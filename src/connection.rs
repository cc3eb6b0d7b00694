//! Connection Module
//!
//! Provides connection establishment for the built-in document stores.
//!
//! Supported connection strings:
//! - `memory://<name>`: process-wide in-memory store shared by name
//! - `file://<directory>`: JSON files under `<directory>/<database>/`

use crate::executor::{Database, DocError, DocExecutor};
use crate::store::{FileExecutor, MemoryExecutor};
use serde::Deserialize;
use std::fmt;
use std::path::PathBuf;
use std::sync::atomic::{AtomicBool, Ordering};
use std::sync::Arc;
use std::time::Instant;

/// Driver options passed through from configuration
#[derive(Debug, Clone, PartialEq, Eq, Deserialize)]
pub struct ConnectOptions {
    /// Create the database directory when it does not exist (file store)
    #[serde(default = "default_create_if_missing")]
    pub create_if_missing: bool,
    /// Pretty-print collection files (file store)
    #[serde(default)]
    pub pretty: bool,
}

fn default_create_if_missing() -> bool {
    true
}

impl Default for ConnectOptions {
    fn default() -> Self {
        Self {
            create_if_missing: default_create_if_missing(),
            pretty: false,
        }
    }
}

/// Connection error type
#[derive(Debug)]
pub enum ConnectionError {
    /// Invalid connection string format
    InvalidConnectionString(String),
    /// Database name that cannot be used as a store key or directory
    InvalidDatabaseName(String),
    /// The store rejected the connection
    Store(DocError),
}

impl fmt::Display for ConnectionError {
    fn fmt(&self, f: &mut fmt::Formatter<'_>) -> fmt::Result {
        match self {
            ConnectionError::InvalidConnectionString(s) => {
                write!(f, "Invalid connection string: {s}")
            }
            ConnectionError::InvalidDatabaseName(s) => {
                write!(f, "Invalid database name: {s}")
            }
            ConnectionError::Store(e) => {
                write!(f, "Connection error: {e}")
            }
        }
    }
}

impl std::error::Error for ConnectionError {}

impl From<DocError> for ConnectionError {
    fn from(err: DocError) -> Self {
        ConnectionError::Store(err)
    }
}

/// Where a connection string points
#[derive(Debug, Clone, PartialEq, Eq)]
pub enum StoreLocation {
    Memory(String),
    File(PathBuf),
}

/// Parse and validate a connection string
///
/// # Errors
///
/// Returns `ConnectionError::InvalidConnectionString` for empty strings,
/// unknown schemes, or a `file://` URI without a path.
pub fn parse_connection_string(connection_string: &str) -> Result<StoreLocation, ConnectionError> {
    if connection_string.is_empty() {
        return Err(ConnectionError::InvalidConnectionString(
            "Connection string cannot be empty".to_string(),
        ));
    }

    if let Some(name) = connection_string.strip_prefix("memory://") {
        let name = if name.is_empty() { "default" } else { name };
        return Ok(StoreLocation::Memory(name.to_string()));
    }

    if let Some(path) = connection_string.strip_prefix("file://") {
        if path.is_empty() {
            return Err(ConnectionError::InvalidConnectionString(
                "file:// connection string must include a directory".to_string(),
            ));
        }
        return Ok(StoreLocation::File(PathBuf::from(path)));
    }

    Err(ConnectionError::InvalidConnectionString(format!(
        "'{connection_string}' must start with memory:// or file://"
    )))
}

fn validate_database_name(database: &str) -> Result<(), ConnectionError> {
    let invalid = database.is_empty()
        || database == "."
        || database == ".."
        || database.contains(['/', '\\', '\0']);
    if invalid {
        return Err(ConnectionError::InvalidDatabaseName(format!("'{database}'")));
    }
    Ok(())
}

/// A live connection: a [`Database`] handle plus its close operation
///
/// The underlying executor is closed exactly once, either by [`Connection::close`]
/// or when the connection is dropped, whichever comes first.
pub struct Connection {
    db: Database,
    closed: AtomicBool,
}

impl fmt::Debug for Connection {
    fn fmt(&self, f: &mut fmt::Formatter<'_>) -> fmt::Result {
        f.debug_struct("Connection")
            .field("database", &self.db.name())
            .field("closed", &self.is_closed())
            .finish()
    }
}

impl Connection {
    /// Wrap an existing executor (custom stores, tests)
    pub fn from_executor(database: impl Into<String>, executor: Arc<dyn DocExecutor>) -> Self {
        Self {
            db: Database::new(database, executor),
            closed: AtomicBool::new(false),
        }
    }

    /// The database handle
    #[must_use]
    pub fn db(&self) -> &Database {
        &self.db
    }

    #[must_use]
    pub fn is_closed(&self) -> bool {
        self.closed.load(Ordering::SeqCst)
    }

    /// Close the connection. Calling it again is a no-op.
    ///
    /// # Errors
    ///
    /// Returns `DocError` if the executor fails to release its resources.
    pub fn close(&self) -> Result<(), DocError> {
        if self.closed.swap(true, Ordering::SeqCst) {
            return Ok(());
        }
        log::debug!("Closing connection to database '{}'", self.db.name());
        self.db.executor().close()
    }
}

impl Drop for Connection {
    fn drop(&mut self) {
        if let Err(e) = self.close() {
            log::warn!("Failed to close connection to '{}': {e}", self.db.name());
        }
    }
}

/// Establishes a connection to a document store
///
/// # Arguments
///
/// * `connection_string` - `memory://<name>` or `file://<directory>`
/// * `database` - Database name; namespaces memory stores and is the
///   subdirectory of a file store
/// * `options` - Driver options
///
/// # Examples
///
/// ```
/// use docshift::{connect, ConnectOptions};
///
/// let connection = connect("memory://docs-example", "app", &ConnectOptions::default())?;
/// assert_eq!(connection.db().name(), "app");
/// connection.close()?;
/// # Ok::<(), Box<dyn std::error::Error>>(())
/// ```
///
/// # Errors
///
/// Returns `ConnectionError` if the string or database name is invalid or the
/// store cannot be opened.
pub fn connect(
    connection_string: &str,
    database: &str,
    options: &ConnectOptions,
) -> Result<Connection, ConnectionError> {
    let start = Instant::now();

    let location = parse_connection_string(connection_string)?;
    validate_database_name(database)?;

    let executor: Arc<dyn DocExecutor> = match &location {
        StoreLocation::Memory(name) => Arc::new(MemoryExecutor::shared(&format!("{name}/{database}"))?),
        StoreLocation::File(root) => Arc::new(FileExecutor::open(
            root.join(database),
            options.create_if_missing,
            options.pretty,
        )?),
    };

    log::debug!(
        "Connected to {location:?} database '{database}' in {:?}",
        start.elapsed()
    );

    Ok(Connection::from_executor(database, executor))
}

::::

◆ Your task
Using the material above, please count the lines in which the word "Deserialize" occurs and give the number with nothing added.

◆ Written response
2